Y otro tanto ocurrió en los saltos de la ficticias décadas de entonces a esta parte. Cada cinco o diez años, siempre a tiempo de deslumbrar a las camadas de ojos nuevos, Casablanca resurge del olvido, como si se tratara de una película inédita; y ya pueden inundarse las pantallas con las enrevesadas imágenes de maquinas trucadoras gobernadas por ordenadores o con colorines mejor definidos que los propios de las cosas; que los arcaicos blancos, negros y grises de la leyenda de Casablanca desbancan a artilugios y a emulsiones, y nos recuerdan que la primavera del cine sobreviene no del perfeccionamiento de sus florituras, sino del mantenimiento a palo seco de la falta de ellas en beneficio de su escueta y fértil médula.

Calvas y crestas

El resultado de estos relevos es que sesentones y veinteañeros de hoy tienen un recuerdo germinal común y que, gracias a él, comparten algo tan difícil de compartir como es un bello rincón de la propia identidad sentimental. Porque Casablanca, después de casi medio siglo de abrir millones de bocas y no precisamente en forma de bostezo, sigue siendo -en el buen sentido, que es el literal, de esta maligna expresión- un lugar común. Ahora mismo, este lugar común ha vuelto una vez más a los cines, y no será difícil comprobar en ellos un insólito, embobado frente a la vieja pantalla mágica, compadreo de calvas y de crestas.Casablanca es un milagro, cuya parte milagrosa está en su terca persistencia. No hay adelantado a los tiempos que destruya su leyenda, lo mismo da con labia que con ira. Casablanca es más que una película, es un sueño compartido por millones y millones de pobladores nomadas de un siglo que se nos va de debajo de los pies. Y lo curioso es que el frágil monolito nació con lógica de chapuza, a base de audacias, improvisaciones, remiendos, sacándose los guionistas de la bocamanga de sus resacas los diálogos que habrían de decir horas después unos actores que nunca acabaron de enterarse de qué trataba aquel galimatías que el cerrado húngaro Michael Curtiz -o Mihaly Kertesz- intentaba hacer entender, en dialecto tarzaniano, a electricistas con la toba escéptica entre los labios y a histriones bebedores curtidos en el tedio de los platós: "Yo decir que la plano este ser mierda plano. Tu, bastardo fotero, repetir. Y tu callar, Bogart; tu no tener idea actuar; tu, aficionado", dicen que dijo.

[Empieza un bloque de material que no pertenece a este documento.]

//! Thirteen-card room server.
//!
//! Spawns room actors through a shared `RoomManager` and serves them over
//! HTTP and WebSocket.

use std::{net::SocketAddr, sync::Arc, time::Duration};

use anyhow::Error;
use log::info;
use pico_args::Arguments;
use thirteen::{RoomConfig, RoomManager};
use thirteen_server::{api, config::ServerConfig, logging, metrics};

const HELP: &str = "\
Run a Thirteen-card room server

USAGE:
  thirteen_server [OPTIONS]

OPTIONS:
  --bind          IP:PORT  Server socket bind address   [default: env SERVER_BIND or 127.0.0.1:6969]
  --metrics-bind  IP:PORT  Prometheus exporter address  [default: env METRICS_BIND, disabled if unset]
  --rooms         N        Number of rooms to create    [default: env INITIAL_ROOMS or 1]

FLAGS:
  -h, --help               Print help information

ENVIRONMENT:
  ROOM_SEATS, ROOM_ROUNDS, ROOM_STAKE_UNIT, ROOM_SPEED (normal|turbo|hyper),
  ROOM_ARRANGE_TIMEOUT_SECS, ROOM_READY_TIMEOUT_SECS, ROOM_REVEAL_SECS,
  ROOM_RETENTION_SECS, ROOM_BOTS, REAP_INTERVAL_SECS, RUST_LOG
  (See .env file for all configuration options)
";

#[tokio::main]
async fn main() -> Result<(), Error> {
    // Load .env file if it exists
    let _ = dotenvy::dotenv();

    let mut pargs = Arguments::from_env();

    // Help has a higher priority and should be handled separately.
    if pargs.contains(["-h", "--help"]) {
        print!("{HELP}");
        return Ok(());
    }

    let bind: Option<SocketAddr> = pargs.opt_value_from_str("--bind")?;
    let metrics_bind: Option<SocketAddr> = pargs.opt_value_from_str("--metrics-bind")?;
    let num_rooms: Option<usize> = pargs.opt_value_from_str("--rooms")?;

    logging::init();

    let config = ServerConfig::from_env(bind, metrics_bind, num_rooms)?;
    config.validate()?;

    if let Some(addr) = config.metrics_bind {
        metrics::init_metrics(addr).map_err(|e| anyhow::anyhow!(e))?;
        info!("Prometheus metrics exported at http://{}/metrics", addr);
    }

    let room_manager = Arc::new(RoomManager::new());

    info!("Creating {} initial room(s)...", config.num_rooms);
    for i in 0..config.num_rooms {
        let room_config = RoomConfig {
            name: format!("Room {}", i + 1),
            ..config.room_defaults.clone()
        };
        match room_manager.create_room(room_config).await {
            Ok(room_id) => {
                metrics::rooms_created_total();
                tokio::spawn(metrics::observe_room(room_manager.clone(), room_id));
                info!("Created room {} with ID {}", i + 1, room_id);
            }
            Err(e) => {
                log::error!("Failed to create room {}: {}", i + 1, e);
            }
        }
    }

    for room in room_manager.list_rooms().await {
        info!(
            "  - {} (ID: {}) - {}/{} seats, {} rounds, {} speed",
            room.name, room.id, room.seats_taken, room.seats, room.rounds, room.speed
        );
    }

    // Reclaim rooms whose actor has stopped
    let reaper_manager = room_manager.clone();
    let reap_interval = Duration::from_secs(config.reap_interval_secs);
    tokio::spawn(async move {
        let mut interval = tokio::time::interval(reap_interval);
        loop {
            interval.tick().await;
            reaper_manager.reap_closed().await;
            metrics::active_rooms(reaper_manager.active_room_count().await);
        }
    });

    let api_state = api::AppState {
        room_manager,
        room_defaults: Arc::new(config.room_defaults.clone()),
    };
    let app = api::create_router(api_state);

    info!("Starting HTTP/WebSocket server on {}", config.bind);
    let listener = tokio::net::TcpListener::bind(config.bind)
        .await
        .map_err(|e| anyhow::anyhow!("Failed to bind to {}: {}", config.bind, e))?;

    info!(
        "Server is running at http://{}. Press Ctrl+C to stop.",
        config.bind
    );

    axum::serve(listener, app)
        .with_graceful_shutdown(shutdown_signal())
        .await
        .map_err(|e| anyhow::anyhow!("Server error: {}", e))?;

    info!("Shutting down server...");

    Ok(())
}

/// Graceful shutdown signal
async fn shutdown_signal() {
    if let Err(e) = tokio::signal::ctrl_c().await {
        log::error!("Failed to listen for shutdown signal: {}", e);
        std::future::pending::<()>().await;
    }
}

Desde entonces, quien más y quien menos se ha tomado una copa acodado en la barra del Rick's; o ha exclamado ante algún piano de raza negra un "Tócala, Sam", con resonancias de cueva inconfesable; o ha cantado con fervor apátrida una MarseIlesa con acento californiano; o ha socorrido en un tugurio a una viuda desvalida, haciéndose el duro; o ha intentado dar pasaporte a una novia sobona y celosa, en estos socráticos términos:

IVONNE.- (A Bogart, con ira contenida y ojos de saberlo todo) ¿Donde estuviste anoche, Rick?

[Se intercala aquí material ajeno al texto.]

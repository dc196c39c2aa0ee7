//! Thirteen-card rule engine.
//!
//! Everything here is pure: dealing, classification, validation, special
//! pattern detection, scoring and arrangement suggestion. None of it
//! touches room state or suspends.

pub mod arrangement;
pub mod constants;
pub mod entities;
pub mod errors;
pub mod functional;
pub mod label;
pub mod scoring;
pub mod sorter;
pub mod special;

pub use arrangement::{LaneRanks, Validation, ValidationResult, validate};
pub use entities::{
    Arrangement, Card, Deck, HandCategory, HandRank, Lane, PlayerId, Points, SeatIndex, Suit,
    Value,
};
pub use errors::{FoulError, InsufficientCardsError, MalformedArrangementError};
pub use functional::classify;
pub use scoring::{
    LaneBonuses, PairKind, PairResult, PairScore, RoomScore, ScoringRules, SeatHand, Sweep,
    compare_hands, score_room,
};
pub use sorter::suggest;
pub use special::{PatternSource, SpecialBonuses, SpecialPattern, SpecialRules, detect};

BOGART.- (Con metal de resaca nasal) Hace mucho tiempo de eso. No me acuerdo.

IVONNE.- (Entregada) ¿Te veré esta noche?

BOGART.- (Con tono de quien tiene otra chica) Nunca hago planes con tanta antelación.

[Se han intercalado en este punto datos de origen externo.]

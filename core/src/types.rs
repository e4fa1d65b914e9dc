//! Domain DTOs for the posts API.
//!
//! # Design
//! These types mirror the mock-server's schema but are defined independently.
//! Field names are snake_case in Rust and camelCase on the wire, matching the
//! upstream JSON. Integration tests catch any schema drift between the two
//! crates.

use serde::{Deserialize, Serialize};

/// A single post returned by the API.
#[derive(Debug, Clone, Serialize, Deserialize, PartialEq, Eq)]
#[serde(rename_all = "camelCase")]
pub struct Post {
    pub user_id: u64,
    pub id: u64,
    pub title: String,
    pub body: String,
}

/// Request payload for creating a post. The server assigns the id, so this
/// is a `Post` without one.
#[derive(Debug, Clone, Serialize, Deserialize, PartialEq, Eq)]
#[serde(rename_all = "camelCase")]
pub struct CreatePost {
    pub user_id: u64,
    pub title: String,
    pub body: String,
}

impl From<&Post> for CreatePost {
    fn from(post: &Post) -> Self {
        Self {
            user_id: post.user_id,
            title: post.title.clone(),
            body: post.body.clone(),
        }
    }
}
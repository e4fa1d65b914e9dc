//! HTTP request/response types passed across the transport seam.
//!
//! # Design
//! Requests and responses are plain data. The base client builds an
//! `HttpRequest`, hands it to a [`Transport`](crate::Transport), and parses
//! the `HttpResponse` it gets back. Status interpretation stays in the client
//! so every transport behaves the same way on 4xx/5xx.

use std::fmt;

/// HTTP method for a request.
#[derive(Debug, Clone, Copy, PartialEq, Eq)]
pub enum HttpMethod {
    Get,
    Post,
    Put,
    Delete,
}

impl HttpMethod {
    pub fn as_str(self) -> &'static str {
        match self {
            HttpMethod::Get => "GET",
            HttpMethod::Post => "POST",
            HttpMethod::Put => "PUT",
            HttpMethod::Delete => "DELETE",
        }
    }
}

impl fmt::Display for HttpMethod {
    fn fmt(&self, f: &mut fmt::Formatter<'_>) -> fmt::Result {
        f.write_str(self.as_str())
    }
}

/// An HTTP request described as plain data.
///
/// `path` is the absolute URL (base URL joined with the resource path).
#[derive(Debug, Clone, PartialEq, Eq)]
pub struct HttpRequest {
    pub method: HttpMethod,
    pub path: String,
    pub headers: Vec<(String, String)>,
    pub body: Option<String>,
}

/// An HTTP response described as plain data.
#[derive(Debug, Clone, PartialEq, Eq)]
pub struct HttpResponse {
    pub status: u16,
    pub headers: Vec<(String, String)>,
    pub body: String,
}

impl HttpResponse {
    pub fn is_success(&self) -> bool {
        (200..300).contains(&self.status)
    }
}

O, finalmente, ha puesto en práctica esta infalible manera de callar la boca a un nazi:

MAYOR STRASSER.- (Con cara de saberlo todo) ¿Cuál es su nacionalidad, Rick?

BOGART.- Borracho.

¿Hay palabras que le reconcilien más a uno consigo mismo? ¿Hay mejor manera de cortar el hilo de sebo con que las lloronas maniatan a los héroes de ojos secos? Vivir el puro presente; descubrir al alcohol como patria: lugares comunes, granos de oro del idioma sin fronteras del cine.